NO. 2020-KM-01350-COA
AMOS DEVONTE BRIGGS APPELLANT
v.
STATE OF MISSISSIPPI APPELLEE
DATE OF JUDGMENT: 09/24/2020 TRIAL JUDGE: HON. DEBRA W. BLACKWELL COURT FROM WHICH APPEALED: FRANKLIN COUNTY CIRCUIT COURT ATTORNEY FOR APPELLANT: NELSON SHANE ESTESS ATTORNEY FOR APPELLEE: OFFICE OF THE ATTORNEY GENERAL BY: MARY KATHRYN WILLIAMSON DISTRICT ATTORNEY: SHAMECA COLLINS NATURE OF THE CASE: CRIMINAL - MISDEMEANOR DISPOSITION: AFFIRMED - 05/03/2022 MOTION FOR REHEARING FILED: MANDATE ISSUED:
BEFORE CARLTON, P.J., LAWRENCE AND McCARTY, JJ.
CARLTON, P.J., FOR THE COURT:
¶1. The Franklin County Justice Court convicted Amos Devonte Briggs of driving under
the influence of marijuana (first offense) and simple possession of marijuana in a motor
vehicle. Briggs appealed his conviction to the Franklin County Circuit Court for a trial de
novo. Following a bench trial in the circuit court, Briggs was convicted of first-offense
driving under the influence of marijuana.
¶2. Briggs now appeals his conviction, arguing that the State failed to present sufficient
evidence to prove the elements of the charged offense and that the verdict was against the
overwhelming weight of the evidence. Finding no error, we affirm Briggs’s conviction. FACTS
¶3. On the evening of November 16, 2018, Briggs was driving in Franklin County,
Mississippi, when he encountered a driver’s license safety checkpoint. Briggs’s girlfriend,
Calisha Johnson, was in the passenger seat of the car.
¶4. Trooper Marcus Fisher with the Mississippi Highway Patrol was conducting the
checkpoint. Trooper Fisher testified that when Briggs arrived at the checkpoint and rolled
down the car window, Trooper Fisher “could smell a strong odor of marijuana coming from
inside of the vehicle.” He also observed that Briggs “had watery and bloodshot eyes.”
Trooper Fisher asked Briggs to pull the car over to the side of the road and exit the vehicle.
Briggs exited the car and walked to the rear of the vehicle. Trooper Fisher testified that he
observed Briggs swaying from side to side as he walked to the rear of the vehicle. Trooper
Fisher then observed that Briggs had the same strong odor of marijuana on his breath and on
his person. Trooper Fisher asked Briggs if he had smoked any marijuana, and according to
Trooper Fisher, Briggs responded “yes” and explained that he had smoked one blunt an hour
ago. Trooper Fisher testified that Briggs also admitted to him there was marijuana in the
vehicle. Briggs allowed Trooper Fisher to search the vehicle. Trooper Fisher testified that
he found a jar of marijuana under the driver’s seat and a bag of marijuana in Briggs’s pants
pocket.
¶5. Briggs was charged with first-offense driving under the influence (other substance)
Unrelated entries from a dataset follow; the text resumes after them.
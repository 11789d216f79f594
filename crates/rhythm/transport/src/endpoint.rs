use std::sync::atomic::{AtomicU64, Ordering};
use std::sync::Arc;
use std::time::Duration;

use async_trait::async_trait;
use dashmap::DashMap;
use rhythm_types::ErrorReport;
use serde::{Deserialize, Serialize};
use serde_json::Value;
use tokio::sync::{mpsc, oneshot, watch};
use tokio::task::JoinHandle;
use tracing::{debug, warn};

use crate::envelope::{Body, Domain, Envelope, MessageId, MessageType};
use crate::error::TransportError;
use crate::link::LinkEnd;

/// Handler for requests and notifications arriving from the peer domain.
#[async_trait]
pub trait MessageHandler: Send + Sync {
    async fn handle(&self, message_type: MessageType, data: Value) -> Result<Value, ErrorReport>;
}

/// Endpoint timing configuration.
#[derive(Debug, Clone, Serialize, Deserialize)]
pub struct EndpointConfig {
    /// Timeout applied to requests that do not specify one.
    #[serde(default = "default_request_timeout_ms")]
    pub request_timeout_ms: u64,

    /// Window for the `DomainReady` handshake.
    #[serde(default = "default_handshake_window_ms")]
    pub handshake_window_ms: u64,
}

impl Default for EndpointConfig {
    fn default() -> Self {
        Self {
            request_timeout_ms: default_request_timeout_ms(),
            handshake_window_ms: default_handshake_window_ms(),
        }
    }
}

fn default_request_timeout_ms() -> u64 {
    10_000
}

fn default_handshake_window_ms() -> u64 {
    5_000
}

type PendingReply = oneshot::Sender<Result<Value, ErrorReport>>;

/// One side of the boundary.
///
/// Outgoing requests are parked in a correlation table until a reply with a
/// matching `reply_to` arrives from the expected peer domain, or until their
/// timeout elapses. Each parked request resolves exactly once.
pub struct Endpoint {
    local: Domain,
    peer: Domain,
    outbound: mpsc::Sender<Envelope>,
    pending: DashMap<MessageId, PendingReply>,
    peer_ready: watch::Sender<bool>,
    dropped_foreign: AtomicU64,
    config: EndpointConfig,
}

/// Removes a pending entry if the awaiting future goes away early.
struct PendingGuard<'a> {
    pending: &'a DashMap<MessageId, PendingReply>,
    id: MessageId,
}

impl Drop for PendingGuard<'_> {
    fn drop(&mut self) {
        self.pending.remove(&self.id);
    }
}

impl Endpoint {
    pub fn new(
        local: Domain,
        peer: Domain,
        outbound: mpsc::Sender<Envelope>,
        config: EndpointConfig,
    ) -> Arc<Self> {
        let (peer_ready, _) = watch::channel(false);
        Arc::new(Self {
            local,
            peer,
            outbound,
            pending: DashMap::new(),
            peer_ready,
            dropped_foreign: AtomicU64::new(0),
            config,
        })
    }

    /// Build an endpoint from a link end, handing back its inbound receiver.
    pub fn from_link(link: LinkEnd, config: EndpointConfig) -> (Arc<Self>, mpsc::Receiver<Envelope>) {
        let endpoint = Self::new(link.local, link.peer, link.outbound, config);
        (endpoint, link.inbound)
    }

    pub fn local_domain(&self) -> &Domain {
        &self.local
    }

    pub fn peer_domain(&self) -> &Domain {
        &self.peer
    }

    pub fn config(&self) -> &EndpointConfig {
        &self.config
    }

    /// Number of envelopes discarded because of a foreign source domain.
    pub fn dropped_foreign(&self) -> u64 {
        self.dropped_foreign.load(Ordering::Relaxed)
    }

    pub fn pending_count(&self) -> usize {
        self.pending.len()
    }

    /// Send a request and wait for its correlated reply.
    pub async fn request(
        &self,
        message_type: MessageType,
        data: Value,
        timeout: Option<Duration>,
    ) -> Result<Value, TransportError> {
        let timeout =
            timeout.unwrap_or_else(|| Duration::from_millis(self.config.request_timeout_ms));
        let timeout_ms = timeout.as_millis() as u64;

        let envelope = Envelope::request(self.local.clone(), message_type, data, Some(timeout_ms));
        let id = envelope.message_id;
        let (tx, rx) = oneshot::channel();
        self.pending.insert(id, tx);
        let _guard = PendingGuard {
            pending: &self.pending,
            id,
        };

        debug!(message_id = %id, %message_type, timeout_ms, "Sending request");
        self.outbound
            .send(envelope)
            .await
            .map_err(|_| TransportError::Closed)?;

        match tokio::time::timeout(timeout, rx).await {
            Ok(Ok(Ok(data))) => Ok(data),
            Ok(Ok(Err(report))) => Err(TransportError::Remote(report)),
            Ok(Err(_)) => Err(TransportError::Closed),
            Err(_) => {
                warn!(message_id = %id, %message_type, timeout_ms, "Request timed out");
                Err(TransportError::Timeout {
                    message_type,
                    timeout_ms,
                })
            }
        }
    }

    /// Callback form of [`Endpoint::request`].
    ///
    /// Exactly one of `on_success` or `on_error` runs, on a spawned task.
    pub fn send<S, E>(
        self: &Arc<Self>,
        message_type: MessageType,
        data: Value,
        on_success: S,
        on_error: E,
        timeout: Option<Duration>,
    ) -> JoinHandle<()>
    where
        S: FnOnce(Value) + Send + 'static,
        E: FnOnce(ErrorReport) + Send + 'static,
    {
        let endpoint = Arc::clone(self);
        tokio::spawn(async move {
            match endpoint.request(message_type, data, timeout).await {
                Ok(data) => on_success(data),
                Err(err) => on_error(err.into_report()),
            }
        })
    }

    /// Fire-and-forget message; the peer sends no reply.
    pub async fn notify(&self, message_type: MessageType, data: Value) -> Result<(), TransportError> {
        self.outbound
            .send(Envelope::notification(self.local.clone(), message_type, data))
            .await
            .map_err(|_| TransportError::Closed)
    }

    /// Announce readiness to the peer and wait for its acknowledgement.
    pub async fn announce_ready(&self) -> Result<(), TransportError> {
        let window_ms = self.config.handshake_window_ms;
        match self
            .request(
                MessageType::DomainReady,
                Value::Null,
                Some(Duration::from_millis(window_ms)),
            )
            .await
        {
            Ok(_) => Ok(()),
            Err(TransportError::Timeout { .. }) => {
                Err(TransportError::HandshakeTimeout { window_ms })
            }
            Err(other) => Err(other),
        }
    }

    /// Wait until the peer has announced readiness.
    pub async fn await_peer_ready(&self) -> Result<(), TransportError> {
        let window_ms = self.config.handshake_window_ms;
        let mut ready = self.peer_ready.subscribe();
        let outcome = match tokio::time::timeout(
            Duration::from_millis(window_ms),
            ready.wait_for(|ready| *ready),
        )
        .await
        {
            Ok(Ok(_)) => Ok(()),
            Ok(Err(_)) => Err(TransportError::Closed),
            Err(_) => Err(TransportError::HandshakeTimeout { window_ms }),
        };
        outcome
    }

    pub fn is_peer_ready(&self) -> bool {
        *self.peer_ready.borrow()
    }

    /// Start the inbound loop. It runs until the link closes.
    pub fn spawn_dispatch(
        self: &Arc<Self>,
        mut inbound: mpsc::Receiver<Envelope>,
        handler: Arc<dyn MessageHandler>,
    ) -> JoinHandle<()> {
        let endpoint = Arc::clone(self);
        tokio::spawn(async move {
            while let Some(envelope) = inbound.recv().await {
                endpoint.dispatch(envelope, &handler);
            }
            debug!(local = %endpoint.local, "Inbound link closed");
        })
    }

    fn dispatch(self: &Arc<Self>, envelope: Envelope, handler: &Arc<dyn MessageHandler>) {
        if envelope.source_domain != self.peer {
            self.dropped_foreign.fetch_add(1, Ordering::Relaxed);
            warn!(
                local = %self.local,
                expected = %self.peer,
                actual = %envelope.source_domain,
                message_type = %envelope.message_type,
                "Dropping envelope from unexpected domain"
            );
            return;
        }

        let message_id = envelope.message_id;
        let message_type = envelope.message_type;
        match envelope.body {
            Body::Success { reply_to, data } => self.resolve(reply_to, Ok(data)),
            Body::Failure { reply_to, error } => self.resolve(reply_to, Err(error)),
            Body::Request { .. } if message_type == MessageType::DomainReady => {
                self.peer_ready.send_replace(true);
                let reply =
                    Envelope::reply(self.local.clone(), message_id, message_type, Ok(Value::Null));
                self.send_reply(reply);
            }
            Body::Request {
                data,
                expects_reply,
            } => {
                let endpoint = Arc::clone(self);
                let handler = Arc::clone(handler);
                tokio::spawn(async move {
                    let outcome = handler.handle(message_type, data).await;
                    if expects_reply {
                        let reply =
                            Envelope::reply(endpoint.local.clone(), message_id, message_type, outcome);
                        if endpoint.outbound.send(reply).await.is_err() {
                            debug!(%message_type, "Reply dropped, link closed");
                        }
                    } else if let Err(report) = outcome {
                        warn!(%message_type, code = %report.code, "Notification handler failed");
                    }
                });
            }
        }
    }

    fn resolve(&self, reply_to: MessageId, outcome: Result<Value, ErrorReport>) {
        match self.pending.remove(&reply_to) {
            Some((_, tx)) => {
                let _ = tx.send(outcome);
            }
            None => debug!(message_id = %reply_to, "Reply for unknown or settled request"),
        }
    }

    fn send_reply(&self, reply: Envelope) {
        if let Err(mpsc::error::TrySendError::Full(reply)) = self.outbound.try_send(reply) {
            let outbound = self.outbound.clone();
            tokio::spawn(async move {
                let _ = outbound.send(reply).await;
            });
        }
    }
}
in violation of Mississippi Code Annotated section 63-11-30(1)(c) (Supp. 2017), which
2 prohibits the operation of a motor vehicle while “under the influence of any drug or
controlled substance, the possession of which is unlawful under the Mississippi Controlled
Substances Law.” Briggs was also charged with possession of marijuana in an amount less
than thirty grams.
¶6. After a trial, the justice court found Briggs guilty of first-offense driving under the
influence of marijuana and simple possession of marijuana. Briggs appealed to the circuit
court, seeking a trial de novo.
¶7. On September 19, 2020, the circuit court held a bench trial. At trial, the circuit court
heard testimony from Trooper Fisher; Calisha Johnson, the passenger in the vehicle with
Briggs; and Ladarius Crumedy, Briggs’s brother. Briggs also testified in his own defense.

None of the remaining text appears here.